*TASK DIRECTIONS*
Pull out all lines from the listing below in which the word "filter" appears.

*WORKING DATA*
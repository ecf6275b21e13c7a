//! Display backends: push a region's cells to the physical terminal.
//!
//! Every present is a full redraw of the region. Regions are disjoint on
//! screen, so presenting them one after the other never tears.

use std::io::{self, Write};

use anyhow::Result;

use crossterm::{
    cursor,
    style::{Attribute, Color as TermColor, Print, ResetColor, SetAttribute, SetBackgroundColor, SetForegroundColor},
    QueueableCommand,
};

use crate::fb::WIDE_TAIL;
use crate::region::Region;
use crate::types::Color;

/// Something that can show a region on screen.
pub trait Display {
    fn present(&mut self, region: &Region) -> Result<()>;
}

impl<D: Display + ?Sized> Display for &mut D {
    fn present(&mut self, region: &Region) -> Result<()> {
        (**self).present(region)
    }
}

/// Crossterm display writing to stdout.
pub struct CrosstermDisplay {
    stdout: io::Stdout,
    buf: Vec<u8>,
}

impl Default for CrosstermDisplay {
    fn default() -> Self {
        Self::new()
    }
}

impl CrosstermDisplay {
    pub fn new() -> Self {
        Self {
            stdout: io::stdout(),
            buf: Vec::with_capacity(64 * 1024),
        }
    }

    fn flush_buf(&mut self) -> Result<()> {
        self.stdout.write_all(&self.buf)?;
        self.stdout.flush()?;
        Ok(())
    }
}

impl Display for CrosstermDisplay {
    fn present(&mut self, region: &Region) -> Result<()> {
        self.buf.clear();
        encode_region_into(region, &mut self.buf)?;
        self.flush_buf()
    }
}

/// Encode a full redraw of `region` at its screen offset into `out`.
///
/// This builds a sequence of crossterm commands without writing to stdout.
pub fn encode_region_into(region: &Region, out: &mut Vec<u8>) -> Result<()> {
    let rect = region.rect();
    let fb = region.buffer();

    out.queue(SetBackgroundColor(TermColor::Black))?;
    let mut current: Option<Color> = None;
    for y in 0..fb.height() {
        out.queue(cursor::MoveTo(rect.col, rect.row + y))?;
        for x in 0..fb.width() {
            let cell = fb.get(x, y).unwrap_or_default();
            if cell.ch == WIDE_TAIL {
                continue;
            }
            if current != Some(cell.color) {
                out.queue(SetForegroundColor(palette_color(cell.color)))?;
                current = Some(cell.color);
            }
            out.queue(Print(cell.ch))?;
        }
    }

    out.queue(ResetColor)?;
    out.queue(SetAttribute(Attribute::Reset))?;
    Ok(())
}

pub fn palette_color(color: Color) -> TermColor {
    match color {
        Color::White => TermColor::White,
        Color::Red => TermColor::Red,
        Color::Blue => TermColor::Blue,
        Color::Green => TermColor::Green,
        Color::Cyan => TermColor::Cyan,
        Color::Magenta => TermColor::Magenta,
        Color::Yellow => TermColor::Yellow,
    }
}

#[cfg(test)]
mod tests {
    use super::*;
    use crate::layout::RegionRect;
    use crate::types::RegionId;

    #[test]
    fn encoded_region_moves_to_each_row_at_its_offset() {
        let region = Region::new(RegionId::Status, RegionRect::new(7, 0, 4, 3));
        let mut out = Vec::new();
        encode_region_into(&region, &mut out).unwrap();
        let text = String::from_utf8_lossy(&out);

        // CSI row;col H is 1-based. The first row also carries the initial color.
        assert!(text.contains("\x1b[8;1H"));
        assert!(text.contains("+--+"));
        assert!(text.contains("\x1b[9;1H|  |"));
        assert!(text.contains("\x1b[10;1H+--+"));
    }

    #[test]
    fn color_change_is_emitted_only_at_boundaries() {
        let mut region = Region::new(RegionId::Play, RegionRect::new(0, 0, 6, 3));
        region.write_str(0, 0, "ab", Color::Red);

        let mut out = Vec::new();
        encode_region_into(&region, &mut out).unwrap();
        let text = String::from_utf8_lossy(&out);

        let mut red = Vec::new();
        red.queue(SetForegroundColor(TermColor::Red)).unwrap();
        let red = String::from_utf8(red).unwrap();
        assert_eq!(text.matches(red.as_str()).count(), 1);
        assert!(text.contains(&format!("|{red}ab")));
    }

    #[test]
    fn wide_character_is_printed_once_and_keeps_the_border_in_place() {
        let mut region = Region::new(RegionId::Play, RegionRect::new(0, 0, 5, 3));
        region.write_str(0, 0, "日", Color::White);

        let mut out = Vec::new();
        encode_region_into(&region, &mut out).unwrap();
        let text = String::from_utf8_lossy(&out);

        assert!(text.contains("\x1b[2;1H|日 |"));
        assert!(!text.contains('\0'));
    }

    #[test]
    fn every_palette_entry_maps_to_a_distinct_terminal_color() {
        let mut seen = Vec::new();
        for c in Color::ALL {
            let t = palette_color(c);
            assert!(!seen.contains(&t));
            seen.push(t);
        }
    }
}
//! Headless display and terminal for tests and benchmarks.

use anyhow::{bail, Result};

use crate::fb::FrameBuffer;
use crate::guard::TerminalOps;
use crate::region::Region;
use crate::renderer::Display;
use crate::types::RegionId;

/// A copy of a region as it was presented.
#[derive(Debug, Clone, PartialEq, Eq)]
pub struct Presented {
    pub id: RegionId,
    pub frame: FrameBuffer,
}

/// Display that keeps every presented region in memory.
#[derive(Debug)]
pub struct HeadlessDisplay {
    presented: Vec<Presented>,
    record: bool,
}

impl Default for HeadlessDisplay {
    fn default() -> Self {
        Self::new()
    }
}

impl HeadlessDisplay {
    pub fn new() -> Self {
        Self {
            presented: Vec::new(),
            record: true,
        }
    }

    /// A display that accepts presents without keeping copies.
    pub fn discarding() -> Self {
        Self {
            presented: Vec::new(),
            record: false,
        }
    }

    pub fn presented(&self) -> &[Presented] {
        &self.presented
    }

    /// The most recent present of region `id`.
    pub fn last(&self, id: RegionId) -> Option<&FrameBuffer> {
        self.presented
            .iter()
            .rev()
            .find(|p| p.id == id)
            .map(|p| &p.frame)
    }

    /// Every present of region `id`, oldest first.
    pub fn frames(&self, id: RegionId) -> impl Iterator<Item = &FrameBuffer> {
        self.presented
            .iter()
            .filter(move |p| p.id == id)
            .map(|p| &p.frame)
    }
}

impl Display for HeadlessDisplay {
    fn present(&mut self, region: &Region) -> Result<()> {
        if self.record {
            self.presented.push(Presented {
                id: region.id(),
                frame: region.buffer().clone(),
            });
        }
        Ok(())
    }
}

#[derive(Debug, Clone, Copy, PartialEq, Eq)]
pub enum TerminalCall {
    Setup,
    Restore,
}

/// Terminal ops that only record what was asked of them.
#[derive(Debug, Default)]
pub struct RecordingTerminal {
    calls: Vec<TerminalCall>,
    fail_setup: bool,
}

impl RecordingTerminal {
    pub fn failing_setup() -> Self {
        Self {
            calls: Vec::new(),
            fail_setup: true,
        }
    }

    pub fn calls(&self) -> &[TerminalCall] {
        &self.calls
    }

    pub fn restore_count(&self) -> usize {
        self.calls
            .iter()
            .filter(|c| **c == TerminalCall::Restore)
            .count()
    }
}

impl TerminalOps for RecordingTerminal {
    fn setup(&mut self) -> Result<()> {
        self.calls.push(TerminalCall::Setup);
        if self.fail_setup {
            bail!("terminal setup refused");
        }
        Ok(())
    }

    fn restore(&mut self) -> Result<()> {
        self.calls.push(TerminalCall::Restore);
        Ok(())
    }
}
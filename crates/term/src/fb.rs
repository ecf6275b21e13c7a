//! Framebuffer of colored character cells.

use crate::types::{Color, BLANK};

/// Fills the cell to the right of a double-width character. It is never
/// printed; the character to its left already covers that column.
pub const WIDE_TAIL: char = '\0';

/// A single terminal cell.
#[derive(Debug, Clone, Copy, PartialEq, Eq)]
pub struct Cell {
    pub ch: char,
    pub color: Color,
}

impl Cell {
    pub const fn new(ch: char, color: Color) -> Self {
        Self { ch, color }
    }
}

impl Default for Cell {
    fn default() -> Self {
        Self {
            ch: BLANK,
            color: Color::White,
        }
    }
}

/// 2D framebuffer of colored character cells, addressed as `(x, y)`.
#[derive(Debug, Clone, PartialEq, Eq)]
pub struct FrameBuffer {
    width: u16,
    height: u16,
    cells: Vec<Cell>,
}

impl FrameBuffer {
    pub fn new(width: u16, height: u16) -> Self {
        let len = (width as usize) * (height as usize);
        Self {
            width,
            height,
            cells: vec![Cell::default(); len],
        }
    }

    pub fn width(&self) -> u16 {
        self.width
    }

    pub fn height(&self) -> u16 {
        self.height
    }

    pub fn cells(&self) -> &[Cell] {
        &self.cells
    }

    #[inline(always)]
    fn idx(&self, x: u16, y: u16) -> Option<usize> {
        if x >= self.width || y >= self.height {
            return None;
        }
        Some((y as usize) * (self.width as usize) + (x as usize))
    }

    pub fn get(&self, x: u16, y: u16) -> Option<Cell> {
        self.idx(x, y).map(|i| self.cells[i])
    }

    pub fn set(&mut self, x: u16, y: u16, cell: Cell) {
        if let Some(i) = self.idx(x, y) {
            self.cells[i] = cell;
        }
    }

    pub fn put_char(&mut self, x: u16, y: u16, ch: char, color: Color) {
        self.set(x, y, Cell { ch, color });
    }

    pub fn fill_rect(&mut self, x: u16, y: u16, w: u16, h: u16, cell: Cell) {
        for dy in 0..h {
            for dx in 0..w {
                self.set(x.saturating_add(dx), y.saturating_add(dy), cell);
            }
        }
    }

    /// Row `y` as it appears on screen, or `None` past the bottom edge.
    pub fn row_text(&self, y: u16) -> Option<String> {
        if y >= self.height {
            return None;
        }
        let start = (y as usize) * (self.width as usize);
        let end = start + self.width as usize;
        Some(
            self.cells[start..end]
                .iter()
                .map(|c| c.ch)
                .filter(|&ch| ch != WIDE_TAIL)
                .collect(),
        )
    }
}

#[cfg(test)]
mod tests {
    use super::*;

    #[test]
    fn new_buffer_is_blank() {
        let fb = FrameBuffer::new(4, 2);
        assert!(fb.cells().iter().all(|c| *c == Cell::default()));
        assert_eq!(fb.row_text(1).as_deref(), Some("    "));
        assert_eq!(fb.row_text(2), None);
    }

    #[test]
    fn writes_outside_the_buffer_are_dropped() {
        let mut fb = FrameBuffer::new(3, 3);
        fb.put_char(3, 0, 'x', Color::Red);
        fb.put_char(0, 3, 'x', Color::Red);
        assert!(fb.cells().iter().all(|c| c.ch == BLANK));
    }

    #[test]
    fn fill_rect_covers_exactly_the_rect() {
        let mut fb = FrameBuffer::new(4, 3);
        fb.fill_rect(1, 1, 2, 1, Cell::new('#', Color::Green));
        assert_eq!(fb.row_text(0).as_deref(), Some("    "));
        assert_eq!(fb.row_text(1).as_deref(), Some(" ## "));
        assert_eq!(fb.get(1, 1).map(|c| c.color), Some(Color::Green));
    }
}
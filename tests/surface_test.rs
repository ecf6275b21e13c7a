use tui_runner::term::{HeadlessDisplay, SurfaceError, SurfaceLayout, TerminalSurface};
use tui_runner::types::{Color, Drawable, RegionId, STATUS_HEIGHT};

#[test]
fn regions_are_disjoint_and_cover_the_terminal() {
    for status_height in 3..=8u16 {
        for total_height in (status_height + 3)..=40 {
            for total_width in [3u16, 10, 80, 200] {
                let layout = SurfaceLayout::compute(total_width, total_height, status_height)
                    .unwrap_or_else(|e| {
                        panic!("{total_width}x{total_height}/{status_height}: {e}")
                    });

                let play = layout.play;
                let status = layout.status;
                assert_eq!(play.row, 0);
                assert_eq!(play.bottom(), status.row, "no gap or overlap");
                assert_eq!(status.bottom(), total_height);
                assert_eq!(status.height, status_height);
                assert_eq!(play.width, total_width);
                assert_eq!(status.width, total_width);
                assert_eq!((play.col, status.col), (0, 0));
            }
        }
    }
}

#[test]
fn degenerate_heights_fail_at_startup() {
    for total_height in 0..=STATUS_HEIGHT {
        let err = TerminalSurface::new(80, total_height, STATUS_HEIGHT).unwrap_err();
        assert!(matches!(err, SurfaceError::Degenerate { .. }), "{err}");
    }
}

#[test]
fn drawable_at_interior_origin_is_inside_the_border() {
    let mut surface = TerminalSurface::new(10, 12, STATUS_HEIGHT).unwrap();
    surface.draw_entities(&[Drawable::glyph(0, 0, '@').with_color(Color::Green)]);

    let play = surface.region(RegionId::Play);
    let fb = play.buffer();
    assert_eq!(fb.get(1, 1).map(|c| c.ch), Some('@'));
    assert_eq!(fb.get(0, 0).map(|c| c.ch), Some('+'));
    assert_eq!(fb.get(1, 0).map(|c| c.ch), Some('-'));
    assert_eq!(fb.get(0, 1).map(|c| c.ch), Some('|'));
    assert!(play.border_intact());
}

#[test]
fn empty_frame_then_clear_matches_fresh_surface() {
    let fresh = TerminalSurface::new(16, 12, STATUS_HEIGHT).unwrap();
    let mut surface = fresh.clone();
    let mut display = HeadlessDisplay::new();

    surface.draw_entities(&[]);
    surface.flush_all(&mut display).unwrap();
    surface.clear_all();
    assert_eq!(surface, fresh);

    surface.draw_entities(&[
        Drawable::glyph(3, 2, 'x'),
        Drawable::texture(0, 4, ["abc", "def"]).with_color(Color::Red),
    ]);
    surface.write_status("status");
    surface.flush_all(&mut display).unwrap();
    surface.clear_all();
    assert_eq!(surface, fresh);

    for id in RegionId::ALL {
        assert!(surface.region(id).border_intact());
        assert!(surface.region(id).interior_is_blank());
    }
}

#[test]
fn status_text_always_starts_at_the_same_cell() {
    let mut surface = TerminalSurface::new(30, 12, STATUS_HEIGHT).unwrap();
    for text in ["", "a", "score 10", "a much longer status line that will clip"] {
        surface.write_status(text);
        let status = surface.region(RegionId::Status);
        if let Some(first) = text.chars().next() {
            assert_eq!(status.buffer().get(3, 2).map(|c| c.ch), Some(first));
            assert_eq!(status.buffer().get(2, 2).map(|c| c.ch), Some(' '));
        }
        assert!(status.border_intact());
        surface.clear_all();
    }
}

#[test]
fn flush_presents_each_region_at_its_own_offset() {
    let mut surface = TerminalSurface::new(12, 14, STATUS_HEIGHT).unwrap();
    surface.draw_entities(&[Drawable::glyph(2, 1, 'p')]);
    surface.write_status("s");

    let mut display = HeadlessDisplay::new();
    surface.flush(RegionId::Status, &mut display).unwrap();
    surface.flush(RegionId::Play, &mut display).unwrap();

    let play = display.last(RegionId::Play).unwrap();
    let status = display.last(RegionId::Status).unwrap();
    assert_eq!((play.width(), play.height()), (12, 9));
    assert_eq!((status.width(), status.height()), (12, 5));
    assert_eq!(play.get(3, 2).map(|c| c.ch), Some('p'));
    assert_eq!(status.get(3, 2).map(|c| c.ch), Some('s'));
}
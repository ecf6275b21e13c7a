//! Terminal game runner (default binary).
//!
//! Plays the bundled star catcher demo in the current terminal. `Ctrl+C`,
//! SIGINT or SIGTERM stop the loop; the terminal is restored and the final
//! score printed. A panic is reported on stderr after the terminal is back.

mod logging;

use std::io;
use std::panic::{self, AssertUnwindSafe};

use anyhow::{Context, Result};

use tui_runner::demo::StarCatcher;
use tui_runner::engine::{GameRunner, RunnerConfig, StopHandle};
use tui_runner::input::CrosstermInput;
use tui_runner::term::{CrosstermDisplay, CrosstermTerminal};

fn main() -> Result<()> {
    let config = RunnerConfig::from_env();
    let logging = logging::init(config.log_dir.as_deref());

    let stop = StopHandle::new();
    stop.register_signals().context("failed to install signal handlers")?;

    let size = crossterm::terminal::size().context("failed to read terminal size")?;

    let mut runner: GameRunner<StarCatcher, _, _> = GameRunner::new(
        &config,
        size,
        CrosstermDisplay::new(),
        CrosstermInput::new(config.input_policy),
    )?
    .with_stop_handle(stop);

    let result = match panic::catch_unwind(AssertUnwindSafe(|| {
        runner.run(&mut CrosstermTerminal, &mut io::stdout())
    })) {
        Ok(result) => result,
        Err(payload) => {
            // The terminal is restored by now.
            let log_dir = logging.as_ref().map(|guard| guard.log_dir());
            eprintln!("{}", logging::panic_notice(payload.as_ref(), log_dir));
            panic::resume_unwind(payload)
        }
    };

    if let Some(guard) = &logging {
        tracing::info!(log_dir = %guard.log_dir().display(), frames = runner.frames(), "exiting");
    }
    result?;
    Ok(())
}
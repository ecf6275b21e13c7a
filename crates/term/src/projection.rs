//! Projection of drawables onto the play region.
//!
//! This module is pure (no I/O). Entities are drawn in the order given, so a
//! later entity overwrites an earlier one on shared cells.

use crate::region::Region;
use crate::types::Drawable;

/// Counters for one projected frame.
#[derive(Debug, Clone, Copy, PartialEq, Eq, Default)]
pub struct Projection {
    pub drawn: usize,
    /// Characters that fell outside the interior and were dropped.
    pub clipped: usize,
}

/// Draw one entity, returning the number of clipped characters.
pub fn project(region: &mut Region, drawable: &Drawable) -> usize {
    let color = drawable.resolved_color();
    match drawable {
        Drawable::Texture { x, y, rows, .. } => {
            let mut clipped = 0;
            for (i, row) in rows.iter().enumerate() {
                match u16::try_from(i).ok().and_then(|i| y.checked_add(i)) {
                    Some(r) => clipped += region.write_str(r, *x, row, color),
                    None => clipped += row.chars().count(),
                }
            }
            clipped
        }
        Drawable::Glyph { x, y, ch, .. } => {
            if region.write_glyph(*y, *x, *ch, color) {
                0
            } else {
                1
            }
        }
    }
}

/// Draw every entity in iteration order.
pub fn project_all<'a, I>(region: &mut Region, drawables: I) -> Projection
where
    I: IntoIterator<Item = &'a Drawable>,
{
    let mut out = Projection::default();
    for d in drawables {
        out.clipped += project(region, d);
        out.drawn += 1;
    }
    out
}
//! Partitioning of the terminal into the play and status regions.

use crate::error::SurfaceError;
use crate::types::{RegionId, BORDER, MIN_REGION_SIDE};

/// Placement and size of a region on screen.
#[derive(Debug, Clone, Copy, PartialEq, Eq)]
pub struct RegionRect {
    /// Screen row of the region's top border.
    pub row: u16,
    /// Screen column of the region's left border.
    pub col: u16,
    pub width: u16,
    pub height: u16,
}

impl RegionRect {
    pub const fn new(row: u16, col: u16, width: u16, height: u16) -> Self {
        Self {
            row,
            col,
            width,
            height,
        }
    }

    /// One past the last screen row covered by the region.
    pub fn bottom(&self) -> u16 {
        self.row + self.height
    }

    pub fn interior_width(&self) -> u16 {
        self.width.saturating_sub(2 * BORDER)
    }

    pub fn interior_height(&self) -> u16 {
        self.height.saturating_sub(2 * BORDER)
    }
}

/// The two-region split of a terminal.
#[derive(Debug, Clone, Copy, PartialEq, Eq)]
pub struct SurfaceLayout {
    pub play: RegionRect,
    pub status: RegionRect,
}

impl SurfaceLayout {
    /// Split a `total_width` x `total_height` terminal into a play region on
    /// top and a `status_height`-row status region below it.
    pub fn compute(
        total_width: u16,
        total_height: u16,
        status_height: u16,
    ) -> Result<Self, SurfaceError> {
        if total_height <= status_height {
            return Err(SurfaceError::Degenerate {
                total_height,
                status_height,
            });
        }

        let play_height = total_height - status_height;
        if total_width < MIN_REGION_SIDE
            || play_height < MIN_REGION_SIDE
            || status_height < MIN_REGION_SIDE
        {
            return Err(SurfaceError::TooSmall {
                width: total_width,
                height: total_height,
                status_height,
                min: MIN_REGION_SIDE,
            });
        }

        Ok(Self {
            play: RegionRect::new(0, 0, total_width, play_height),
            status: RegionRect::new(play_height, 0, total_width, status_height),
        })
    }

    pub fn rect(&self, id: RegionId) -> RegionRect {
        match id {
            RegionId::Play => self.play,
            RegionId::Status => self.status,
        }
    }

    /// Interior size of the play region, the dimensions a game is built with.
    pub fn play_interior(&self) -> (u16, u16) {
        (self.play.interior_width(), self.play.interior_height())
    }
}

*ANSWER TO THE PROBLEM*
            .filter(move |p| p.id == id)
            .filter(|c| **c == TerminalCall::Restore)
                .filter(|&ch| ch != WIDE_TAIL)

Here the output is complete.